Beginning with the first line, copy out each line of the material until the line containing "with named submeshes" has been copied as well.

= The data =
————

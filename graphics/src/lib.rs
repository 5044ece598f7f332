//! # Strata Graphics
//!
//! GPU resource substrate for a real-time renderer: moves CPU-authored data
//! onto the GPU and keeps per-frame copies of mutable data consistent while
//! the CPU runs several frames ahead.
//!
//! ## Overview
//!
//! This crate provides:
//! - [`transfer::upload`] - staged copy into device-local memory
//! - [`MeshGeometry`] - shared vertex/index buffers with named submeshes
//! - [`ConstantMirror`] / [`ShadingBlock`] - N-way mirrored constants with a
//!   dirty countdown
//! - [`alignment`] - constant-buffer stride policy
//! - [`FramePipeline`] - frames-in-flight pacing
//! - Multiple backend support: wgpu and Dummy (for testing)
//!
//! ## Example
//!
//! ```ignore
//! use strata_graphics::*;
//!
//! let instance = GraphicsInstance::new()?;
//! let device = instance.create_device()?;
//!
//! let mut commands = device.create_command_list("load");
//! let mut boxes = MeshGeometry::build(&device, &mut commands, descriptor)?;
//! let load = device.submit(commands)?;
//!
//! let frames = FramesInFlight::DEFAULT;
//! let mut pipeline = device.create_pipeline(frames);
//! let mut materials = ConstantMirror::new(&device, "materials", frames, 16)?;
//! let mut brick = materials.create_block(MaterialConstants::default())?;
//!
//! loop {
//!     let slot = pipeline.begin_frame();
//!     materials.sync(slot, [&mut brick])?;
//!     let frame = device.create_command_list("frame");
//!     pipeline.end_frame(device.submit(frame)?);
//!     if load.is_signaled() && boxes.has_transients() {
//!         boxes.dispose_transients()?;
//!     }
//! }
//! ```

pub mod alignment;
pub mod backend;
pub mod command;
pub mod constants;
pub mod device;
pub mod error;
pub mod frame;
pub mod geometry;
pub mod instance;
pub mod resources;
pub mod transfer;
pub mod types;

// Re-export main types for convenience
pub use backend::{BackendError, DeviceLimits, DummyBackend, GpuBackend};
pub use command::{BufferCopyRegion, Command, CommandList};
pub use constants::{
    Light, MAX_LIGHTS, Material, MaterialConstants, ObjectConstants, PassConstants,
};
pub use device::GraphicsDevice;
pub use error::{ErrorSite, GraphicsError};
pub use frame::{
    ConstantMirror, DirtyCountdown, DirtyState, Fence, FenceStatus, FramePipeline,
    FramesInFlight, ShadingBlock,
};
pub use geometry::{
    IndexBufferView, MeshGeometry, MeshGeometryDescriptor, SubmeshGeometry, VertexBufferView,
};
pub use instance::{BackendType, GraphicsInstance, InstanceParameters};
pub use resources::{Buffer, GpuResidentBuffer, UploadBuffer, UploadStagingBuffer};
pub use transfer::StagedUpload;
pub use types::{
    BufferDescriptor, BufferUsage, DrawIndexedIndirectArgs, MemoryLocation, ResourceState,
};

/// Graphics library version
pub const VERSION: &str = env!("CARGO_PKG_VERSION");

/// Initialize the graphics subsystem.
///
/// This should be called before using any graphics functionality.
pub fn init() {
    log::info!("Strata Graphics v{} initialized", VERSION);
}

#[cfg(test)]
mod tests {
    use super::*;

    #[test]
    fn test_version() {
        assert!(!VERSION.is_empty());
    }

    #[test]
    fn test_dummy_backend() {
        let backend = DummyBackend::new();
        assert!(backend.name() == "Dummy");
    }
}
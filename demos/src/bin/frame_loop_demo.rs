//! Frame loop demo.
//!
//! Uploads a box and a grid into one shared geometry, then runs a paced frame
//! loop that keeps material, object and pass constants mirrored per frame:
//! - materials are edited every `--edit-interval` frames and propagate
//!   through the dirty countdown
//! - the box spins, so its object constants are dirty every frame
//! - pass constants are rewritten every frame
//!
//! ```bash
//! cargo run --bin frame_loop_demo -- --backend dummy --frames 120 --log debug
//! ```

use clap::Parser;
use strata_core::math::{Vec3, look_at_rh, mat4_from_translation, perspective_rh};
use strata_graphics::{
    ConstantMirror, GraphicsError, GraphicsInstance, Light, Material, MaterialConstants,
    MeshGeometry, ObjectConstants, PassConstants, ShadingBlock,
};
use strata_demos::DemoArgs;
use strata_demos::shapes::build_shapes;

const WIDTH: u32 = 1280;
const HEIGHT: u32 = 720;
const DELTA_TIME: f32 = 1.0 / 60.0;

/// One drawable: a submesh of the shared geometry with its transforms.
struct RenderItem {
    submesh: &'static str,
    material: usize,
    constants: ShadingBlock<ObjectConstants>,
}

fn main() -> Result<(), GraphicsError> {
    let args = DemoArgs::parse();
    env_logger::Builder::from_env(env_logger::Env::default().default_filter_or(&args.log)).init();

    log::info!("Starting Strata frame loop demo");
    log::info!("Core version: {}", strata_core::VERSION);
    log::info!("Graphics version: {}", strata_graphics::VERSION);
    strata_core::init();
    strata_graphics::init();

    let frames = args.frames_in_flight()?;
    let instance = GraphicsInstance::with_parameters(args.instance_parameters())?;
    let device = instance.create_device()?;
    log::info!("Device: {} ({} frames in flight)", device.name(), frames);

    // Load-time upload.
    let mut commands = device.create_command_list("load");
    let mut shapes = MeshGeometry::build(&device, &mut commands, build_shapes())?;
    let load = device.submit(commands)?;

    let mut pipeline = device.create_pipeline(frames);
    let mut material_cb = ConstantMirror::new(&device, "materials", frames, 8)?;
    let mut object_cb = ConstantMirror::new(&device, "objects", frames, 8)?;
    let pass_cb = ConstantMirror::<PassConstants>::new(&device, "pass", frames, 1)?;

    let mut materials = vec![
        Material::new(
            "bricks",
            material_cb.create_block(MaterialConstants {
                diffuse_albedo: [0.7, 0.3, 0.2, 1.0],
                roughness: 0.6,
                ..MaterialConstants::default()
            })?,
        )
        .with_diffuse_srv(0)
        .with_normal_srv(1),
        Material::new(
            "tile",
            material_cb.create_block(MaterialConstants {
                fresnel_r0: [0.2, 0.2, 0.2],
                roughness: 0.1,
                ..MaterialConstants::default()
            })?,
        )
        .with_diffuse_srv(2),
    ];

    let mut items = vec![
        RenderItem {
            submesh: "box",
            material: 0,
            constants: object_cb.create_block(ObjectConstants::from_world(
                &mat4_from_translation(Vec3::new(0.0, 0.75, 0.0)),
            ))?,
        },
        RenderItem {
            submesh: "grid",
            material: 1,
            constants: object_cb.create_block(ObjectConstants::default())?,
        },
    ];

    let mut pass = PassConstants::default();
    pass.set_render_target_size(WIDTH, HEIGHT);
    pass.near_z = 1.0;
    pass.far_z = 1000.0;
    pass.ambient_light = [0.25, 0.25, 0.35, 1.0];
    pass.lights[0] = Light::directional(Vec3::new(0.577, -0.577, 0.577), Vec3::new(0.9, 0.9, 0.8));
    let proj = perspective_rh(
        std::f32::consts::FRAC_PI_4,
        WIDTH as f32 / HEIGHT as f32,
        pass.near_z,
        pass.far_z,
    );

    let mut elements_written = 0usize;
    for frame in 0..args.frames {
        let slot = pipeline.begin_frame();
        pass.advance(DELTA_TIME);

        if args.edit_interval > 0 && frame > 0 && frame % args.edit_interval == 0 {
            let material = &mut materials[(frame / args.edit_interval) as usize % 2];
            let tint = (frame as f32 * 0.01).sin().abs();
            material.constants.modify(|c| c.diffuse_albedo[1] = tint);
            log::debug!("Frame {}: edited material `{}`", frame, material.name);
        }

        let angle = pass.total_time;
        let spin = strata_core::math::Mat4::new_rotation(Vec3::y() * angle);
        items[0]
            .constants
            .set(ObjectConstants::from_world(
                &(mat4_from_translation(Vec3::new(0.0, 0.75, 0.0)) * spin),
            ));

        let eye = Vec3::new(15.0 * angle.cos() * 0.2, 5.0, -15.0);
        let view = look_at_rh(&eye, &Vec3::zeros(), &Vec3::y());
        pass.set_camera(eye, &view, &proj);

        elements_written += material_cb.sync(slot, materials.iter_mut().map(|m| &mut m.constants))?;
        elements_written += object_cb.sync(slot, items.iter_mut().map(|i| &mut i.constants))?;
        pass_cb.write(slot, 0, &pass)?;

        let commands = device.create_command_list(format!("frame_{frame}"));
        for item in &items {
            let submesh = shapes.resolve(item.submesh)?;
            let material = &materials[item.material];
            log::trace!(
                "Frame {}: draw `{}` with `{}` (material cb {} at {}, object cb {} at {}) {:?}",
                frame,
                item.submesh,
                material.name,
                material.cb_index(),
                material_cb.element_offset(material.cb_index()),
                item.constants.index(),
                object_cb.element_offset(item.constants.index()),
                submesh.draw_args(1)
            );
        }
        pipeline.end_frame(device.submit(commands)?);

        if shapes.has_transients() && load.query() {
            shapes.dispose_transients()?;
            log::info!("Frame {}: released geometry staging buffers", frame);
        }
    }

    pipeline.wait_idle();
    if shapes.has_transients() {
        load.wait();
        shapes.dispose_transients()?;
    }

    log::info!(
        "Ran {} frames: {} mirrored elements written, {} dirty material slots left",
        args.frames,
        elements_written,
        materials
            .iter()
            .map(|m| m.constants.frames_dirty())
            .sum::<u32>()
    );
    Ok(())
}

————

= Solution for this exercise =
filename graphics/src/lib.rs
repository 5044ece598f7f332
//! # Strata Graphics
//!
//! GPU resource substrate for a real-time renderer: moves CPU-authored data
//! onto the GPU and keeps per-frame copies of mutable data consistent while
//! the CPU runs several frames ahead.
//!
//! ## Overview
//!
//! This crate provides:
//! - [`transfer::upload`] - staged copy into device-local memory
//! - [`MeshGeometry`] - shared vertex/index buffers with named submeshes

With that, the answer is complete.